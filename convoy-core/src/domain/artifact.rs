//! Artifact domain types

use chrono::{DateTime, Utc};
use serde::{Deserialize, Serialize};
use uuid::Uuid;

/// Metadata of an artifact uploaded by a step
///
/// The payload itself is stored by the storage collaborator; an artifact
/// is immutable once saved.
#[derive(Debug, Clone, PartialEq, Eq, Serialize, Deserialize)]
pub struct Artifact {
    pub job_id: Uuid,
    pub step: String,
    pub name: String,
    pub mime: String,
    pub size: u64,
    pub created_at: DateTime<Utc>,
}
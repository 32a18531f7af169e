//! Scheduler layer for the agent
//!
//! The poller runs one loop per slot; each loop pulls a job, hands it to the
//! job runner and waits for it to be reported before pulling again.

pub mod job;
pub mod poller;

pub use job::JobRunner;
pub use poller::{AgentError, JobPoller};
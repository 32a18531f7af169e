//! Job poller
//!
//! Long-polls the server for work in `slots` parallel loops. Shutdown stops
//! the loops from pulling; jobs already running are finished and reported.

use convoy_core::dto::rpc::NextRequest;
use std::sync::Arc;
use thiserror::Error;
use tokio::task::{JoinError, JoinSet};
use tokio_util::sync::CancellationToken;
use tracing::{debug, error, info, warn};

use crate::config::Config;
use crate::engine::ContainerEngine;
use crate::peer::{Peer, PeerError};
use crate::pipeline::Executor;
use crate::retry::RetryPolicy;
use crate::scheduler::JobRunner;

#[derive(Debug, Error)]
pub enum AgentError {
    #[error("slot {slot} stopped: {source}")]
    Slot {
        slot: usize,
        #[source]
        source: PeerError,
    },

    #[error("slot task failed: {0}")]
    Join(#[from] JoinError),
}

pub struct JobPoller {
    slots: usize,
    request: NextRequest,
    retry: RetryPolicy,
    peer: Arc<dyn Peer>,
    runner: Arc<JobRunner>,
}

impl JobPoller {
    pub fn new(config: &Config, peer: Arc<dyn Peer>, engine: Arc<dyn ContainerEngine>) -> Self {
        let executor = Executor::new(engine, config.agent_id.clone());
        let runner = Arc::new(JobRunner::new(config, peer.clone(), executor));
        Self {
            slots: config.slots,
            request: NextRequest {
                agent_id: config.agent_id.clone(),
                labels: config.labels.clone(),
            },
            retry: config.retry.clone(),
            peer,
            runner,
        }
    }

    /// Runs every slot until `shutdown` fires or a slot fails
    ///
    /// A failing slot stops the others too; its error is returned.
    pub async fn run(&self, shutdown: CancellationToken) -> Result<(), AgentError> {
        info!(
            "Starting {} slot(s) for agent {}",
            self.slots, self.request.agent_id
        );

        let mut slots = JoinSet::new();
        for slot in 0..self.slots {
            let worker = Slot {
                index: slot,
                request: self.request.clone(),
                retry: self.retry.clone(),
                peer: self.peer.clone(),
                runner: self.runner.clone(),
            };
            slots.spawn(worker.run(shutdown.clone()));
        }

        let mut result = Ok(());
        while let Some(joined) = slots.join_next().await {
            let failure = match joined {
                Ok(Ok(())) => continue,
                Ok(Err(e)) => e,
                Err(e) => AgentError::Join(e),
            };
            error!("{}", failure);
            shutdown.cancel();
            if result.is_ok() {
                result = Err(failure);
            }
        }

        info!("All slots stopped");
        result
    }
}

struct Slot {
    index: usize,
    request: NextRequest,
    retry: RetryPolicy,
    peer: Arc<dyn Peer>,
    runner: Arc<JobRunner>,
}

impl Slot {
    async fn run(self, shutdown: CancellationToken) -> Result<(), AgentError> {
        debug!("Slot {} polling", self.index);

        loop {
            let next = tokio::select! {
                _ = shutdown.cancelled() => break,
                next = self.retry.run("next", || self.peer.next(&self.request)) => next,
            };

            match next {
                Ok(Some(work)) => {
                    let job_id = work.job.id;
                    info!("Slot {} took job {}", self.index, job_id);
                    self.runner.run(work).await.map_err(|source| AgentError::Slot {
                        slot: self.index,
                        source,
                    })?;
                }
                Ok(None) => debug!("Slot {}: no work available", self.index),
                Err(source @ PeerError::Exhausted { .. }) => {
                    return Err(AgentError::Slot {
                        slot: self.index,
                        source,
                    });
                }
                Err(e) => {
                    warn!("Slot {}: next refused: {}", self.index, e);
                    tokio::select! {
                        _ = shutdown.cancelled() => break,
                        _ = tokio::time::sleep(self.retry.max) => {}
                    }
                }
            }
        }

        debug!("Slot {} stopped", self.index);
        Ok(())
    }
}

────────────────────

» **Description of the task**
Provide an exact transcription of every entry above.

» **Answer for the task**
filename convoy-core/src/domain/artifact.rs
//! Artifact domain types

use chrono::{DateTime, Utc};
use serde::{Deserialize, Serialize};
use uuid::Uuid;

/// Metadata of an artifact uploaded by a step
///
/// The payload itself is stored by the storage collaborator; an artifact
/// is immutable once saved.
#[derive(Debug, Clone, PartialEq, Eq, Serialize, Deserialize)]
pub struct Artifact {
    pub job_id: Uuid,
    pub step: String,
    pub name: String,
    pub mime: String,
    pub size: u64,
    pub created_at: DateTime<Utc>,
}
repository 32a18531f7af169e
//! Scheduler layer for the agent
//!
//! The poller runs one loop per slot; each loop pulls a job, hands it to the
//! job runner and waits for it to be reported before pulling again.

pub mod job;
pub mod poller;

pub use job::JobRunner;
pub use poller::{AgentError, JobPoller};
repository 32a18531f7af169e
//! Job poller
//!
//! Long-polls the server for work in `slots` parallel loops. Shutdown stops
//! the loops from pulling; jobs already running are finished and reported.

use convoy_core::dto::rpc::NextRequest;
use std::sync::Arc;
use thiserror::Error;
use tokio::task::{JoinError, JoinSet};
use tokio_util::sync::CancellationToken;
use tracing::{debug, error, info, warn};

use crate::config::Config;
use crate::engine::ContainerEngine;
use crate::peer::{Peer, PeerError};
use crate::pipeline::Executor;
use crate::retry::RetryPolicy;
use crate::scheduler::JobRunner;

#[derive(Debug, Error)]
pub enum AgentError {
    #[error("slot {slot} stopped: {source}")]
    Slot {
        slot: usize,
        #[source]
        source: PeerError,
    },

    #[error("slot task failed: {0}")]
    Join(#[from] JoinError),
}

pub struct JobPoller {
    slots: usize,
    request: NextRequest,
    retry: RetryPolicy,
    peer: Arc<dyn Peer>,
    runner: Arc<JobRunner>,
}

impl JobPoller {
    pub fn new(config: &Config, peer: Arc<dyn Peer>, engine: Arc<dyn ContainerEngine>) -> Self {
        let executor = Executor::new(engine, config.agent_id.clone());
        let runner = Arc::new(JobRunner::new(config, peer.clone(), executor));
        Self {
            slots: config.slots,
            request: NextRequest {
                agent_id: config.agent_id.clone(),
                labels: config.labels.clone(),
            },
            retry: config.retry.clone(),
            peer,
            runner,
        }
    }

    /// Runs every slot until `shutdown` fires or a slot fails
    ///
    /// A failing slot stops the others too; its error is returned.
    pub async fn run(&self, shutdown: CancellationToken) -> Result<(), AgentError> {
        info!(
            "Starting {} slot(s) for agent {}",
            self.slots, self.request.agent_id
        );

        let mut slots = JoinSet::new();
        for slot in 0..self.slots {
            let worker = Slot {
                index: slot,
                request: self.request.clone(),
                retry: self.retry.clone(),
                peer: self.peer.clone(),
                runner: self.runner.clone(),
            };
            slots.spawn(worker.run(shutdown.clone()));
        }

        let mut result = Ok(());
        while let Some(joined) = slots.join_next().await {
            let failure = match joined {
                Ok(Ok(())) => continue,
                Ok(Err(e)) => e,
                Err(e) => AgentError::Join(e),
            };
            error!("{}", failure);
            shutdown.cancel();
            if result.is_ok() {
                result = Err(failure);
            }
        }

        info!("All slots stopped");
        result
    }
}

struct Slot {
    index: usize,
    request: NextRequest,
    retry: RetryPolicy,
    peer: Arc<dyn Peer>,
    runner: Arc<JobRunner>,
}

impl Slot {
    async fn run(self, shutdown: CancellationToken) -> Result<(), AgentError> {
        debug!("Slot {} polling", self.index);

        loop {
            let next = tokio::select! {
                _ = shutdown.cancelled() => break,
                next = self.retry.run("next", || self.peer.next(&self.request)) => next,
            };

            match next {
                Ok(Some(work)) => {
                    let job_id = work.job.id;
                    info!("Slot {} took job {}", self.index, job_id);
                    self.runner.run(work).await.map_err(|source| AgentError::Slot {
                        slot: self.index,
                        source,
                    })?;
                }
                Ok(None) => debug!("Slot {}: no work available", self.index),
                Err(source @ PeerError::Exhausted { .. }) => {
                    return Err(AgentError::Slot {
                        slot: self.index,
                        source,
                    });
                }
                Err(e) => {
                    warn!("Slot {}: next refused: {}", self.index, e);
                    tokio::select! {
                        _ = shutdown.cancelled() => break,
                        _ = tokio::time::sleep(self.retry.max) => {}
                    }
                }
            }
        }

        debug!("Slot {} stopped", self.index);
        Ok(())
    }
}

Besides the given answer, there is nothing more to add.